Plaid Cymru: Leanne Wood's economy 'green new deal'
- Published
Plaid Cymru leader Leanne Wood has promised a "Green New Deal" to rejuvenate the Welsh economy.
She told the party's annual conference in Brecon that "economic underdevelopment is the single biggest hurdle to our progress as a nation".
Ms Wood said a Plaid Welsh government would establish new national bodies to invest in green energy and boost innovation and enterprise.
The aim is to give "skill, work, hope and opportunity for a new generation".
In this, her first speech to the annual conference, Ms Wood said the weak Welsh economy "condemns us to dependence on a government in Westminster, of whichever hue, that will never have Wales' interests as its over-riding priority.
Concentrating above all on economic matters, she said a new generation "have a right to believe that life can be better".
"People are thirsting for something new," she said, "and I'm determined that we are going to give it to them".
"One of the first acts of a Plaid Cymru government will be to establish our own national powerhouse, a Glas Cymru for green energy, investing in national infrastructure from tidal energy to community-owned wind and hydro power, focused on our own energy needs and yes, where appropriate, exporting this valuable commodity but here's the difference, repatriating the profits and reinvesting them for the benefit of the people of Wales."
Describing a vision of an "energy independent" Wales she promised that if her party formed a government after the 2016 assembly election it would "set ambitious but achievable targets to get us powering our cars and our futures renewably, weaning ourselves off our addiction to oil".
She pledged Plaid would spent the next decade developing and implementing policies to raise Welsh economic performance to a level equal to the rest of the UK.
"Wales needs jobs, it's as simple as that. And there's plenty of work that needs doing.
New generation
"Like Roosevelt in the United States of the 30s, Wales needs a new New Deal.
"A Green New Deal aiming to provide skills, work, hope and opportunity to a new generation who have a right to believe that life can be better."
President Roosevelt's New Deal was widely seen as turning around the US economy after the 1930s depression.

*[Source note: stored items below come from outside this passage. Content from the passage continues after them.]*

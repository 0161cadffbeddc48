//! Path helpers for backup naming and target identity

use std::fs;
use std::path::{Component, Path, PathBuf};

use chrono::NaiveDate;

use crate::{Error, Result};

/// Suffix inserted between a config path and its backup date.
pub const BACKUP_MARKER: &str = ".backup.";

/// Derive the dated backup location for a target file.
///
/// `/etc/ssh/sshd_config` on `2025-04-25` becomes
/// `/etc/ssh/sshd_config.backup.2025-04-25`. Same-day calls return the same
/// path, so the last snapshot of a day wins.
pub fn backup_path(target: &Path, date: NaiveDate) -> PathBuf {
    let mut name = target.as_os_str().to_owned();
    name.push(BACKUP_MARKER);
    name.push(date.format("%Y-%m-%d").to_string());
    PathBuf::from(name)
}

/// Re-anchor an absolute path under `root`.
///
/// `rebase("/srv/image", "/etc/ssh/sshd_config")` yields
/// `/srv/image/etc/ssh/sshd_config`. Relative paths are joined as-is.
pub fn rebase(root: &Path, path: &Path) -> PathBuf {
    let relative: PathBuf = path
        .components()
        .filter(|c| !matches!(c, Component::RootDir | Component::Prefix(_)))
        .collect();
    root.join(relative)
}

/// Identity used to decide whether two targets touch the same file.
///
/// Resolves symlinks and `..` when the file exists; falls back to the path
/// as given otherwise, which is still a stable key for the same input.
pub fn lane_key(path: &Path) -> PathBuf {
    dunce::canonicalize(path).unwrap_or_else(|_| path.to_path_buf())
}

/// The file a write to `path` should land in.
///
/// A symlink resolves to its final target so that writes replace the real
/// file rather than the link. Anything else, including a missing path, is
/// returned as given.
pub fn resolve_link(path: &Path) -> Result<PathBuf> {
    match fs::symlink_metadata(path) {
        Ok(meta) if meta.file_type().is_symlink() => {
            dunce::canonicalize(path).map_err(|e| Error::io(path, e))
        }
        _ => Ok(path.to_path_buf()),
    }
}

Ms Wood outlined plans for new Wales based financial institutions and tax breaks for pension funds investing in Wales.
"As part of our recommendations to the Silk Commission we will seek the power to offer tax breaks, similar to those currently available in Canada, to those pension funds prepared to invest in their own communities," she said.
"Investing two or 3% of our workers assets in Wales would help transform the Welsh economy while representing no risk at all to the future returns to scheme members".
Although the theme of the speech was that Welsh independence, Plaid Cymru's long term aim, would not be achieved until the economy was in much better shape, she did quote the Welsh historian Gwyn Alf Williams reference to self-determination.
"We as a nation have been around for a millennium and a half, it's about time we had the keys to our own front door," she said.
Plaid Cymru's long-term ambition of achieving Welsh independence did not feature prominently.
However, visiting Scottish National Party MP Angus MacNeil told the conference that ultimately, without independence, Wales would "remain at the edge of someone else's world, rather than at the centre of your own world".
More renewable energy production and a national home energy efficiency programme will form part of Plaid Cymru's proposals for a greener future.
Details of the green new deal are expected to be central to Plaid's manifesto for the 2016 assembly election.